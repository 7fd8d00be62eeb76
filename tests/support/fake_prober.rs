// ABOUTME: Scripted Prober that records every call it receives.
// ABOUTME: Lets resolver and client tests assert exactly which probes ran and in what order.

use async_trait::async_trait;
use hatch::probe::{PermissionVerdict, Prober};
use std::collections::HashMap;
use std::ffi::OsString;
use std::path::{Path, PathBuf};
use std::sync::Mutex;
use std::time::Duration;

#[derive(Debug, Clone, PartialEq, Eq)]
pub enum Call {
    Permission,
    Capability(String, Vec<String>),
    Read(PathBuf),
}

pub struct FakeProber {
    permission: PermissionVerdict,
    capability: PermissionVerdict,
    readable: HashMap<PathBuf, PermissionVerdict>,
    delays: HashMap<PathBuf, Duration>,
    search_path: Option<OsString>,
    calls: Mutex<Vec<Call>>,
}

impl FakeProber {
    /// Subprocesses allowed, every binary present, nothing readable.
    pub fn new() -> Self {
        Self {
            permission: PermissionVerdict::granted(),
            capability: PermissionVerdict::granted().with_exit_code(Some(0)),
            readable: HashMap::new(),
            delays: HashMap::new(),
            search_path: None,
            calls: Mutex::new(Vec::new()),
        }
    }

    pub fn permission(mut self, verdict: PermissionVerdict) -> Self {
        self.permission = verdict;
        self
    }

    /// Verdict returned for every capability probe.
    pub fn capability(mut self, verdict: PermissionVerdict) -> Self {
        self.capability = verdict;
        self
    }

    pub fn without_binaries(self) -> Self {
        self.capability(PermissionVerdict::unavailable("executable not found"))
    }

    pub fn readable(mut self, path: impl Into<PathBuf>) -> Self {
        self.readable.insert(path.into(), PermissionVerdict::granted());
        self
    }

    pub fn unreadable(mut self, path: impl Into<PathBuf>) -> Self {
        self.readable
            .insert(path.into(), PermissionVerdict::denied("read access denied"));
        self
    }

    /// Delay the read probe for `path` so completion order differs from call order.
    pub fn slow(mut self, path: impl Into<PathBuf>, delay: Duration) -> Self {
        self.delays.insert(path.into(), delay);
        self
    }

    /// Where clients holding this prober look binaries up.
    pub fn search_path(mut self, paths: impl Into<OsString>) -> Self {
        self.search_path = Some(paths.into());
        self
    }

    pub fn calls(&self) -> Vec<Call> {
        self.calls.lock().unwrap().clone()
    }

    pub fn clear(&self) {
        self.calls.lock().unwrap().clear();
    }

    pub fn reads(&self) -> Vec<PathBuf> {
        self.calls()
            .into_iter()
            .filter_map(|c| match c {
                Call::Read(path) => Some(path),
                _ => None,
            })
            .collect()
    }

    pub fn capability_calls(&self) -> usize {
        self.calls()
            .iter()
            .filter(|c| matches!(c, Call::Capability(..)))
            .count()
    }

    fn record(&self, call: Call) {
        self.calls.lock().unwrap().push(call);
    }
}

#[async_trait]
impl Prober for FakeProber {
    fn subprocess_permission(&self) -> PermissionVerdict {
        self.record(Call::Permission);
        self.permission.clone()
    }

    fn binary_search_path(&self) -> Option<OsString> {
        self.search_path.clone()
    }

    async fn subprocess_capability(&self, binary: &str, args: &[String]) -> PermissionVerdict {
        self.record(Call::Capability(binary.to_string(), args.to_vec()));
        self.capability.clone()
    }

    async fn read_permission(&self, path: &Path) -> PermissionVerdict {
        self.record(Call::Read(path.to_path_buf()));
        if let Some(delay) = self.delays.get(path) {
            tokio::time::sleep(*delay).await;
        }
        self.readable
            .get(path)
            .cloned()
            .unwrap_or_else(|| PermissionVerdict::unavailable("path does not exist"))
            .with_path(path)
    }
}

**The task**: Give the number of lines in the listing above where the word "args" appears, and nothing else.

**Written response**: 2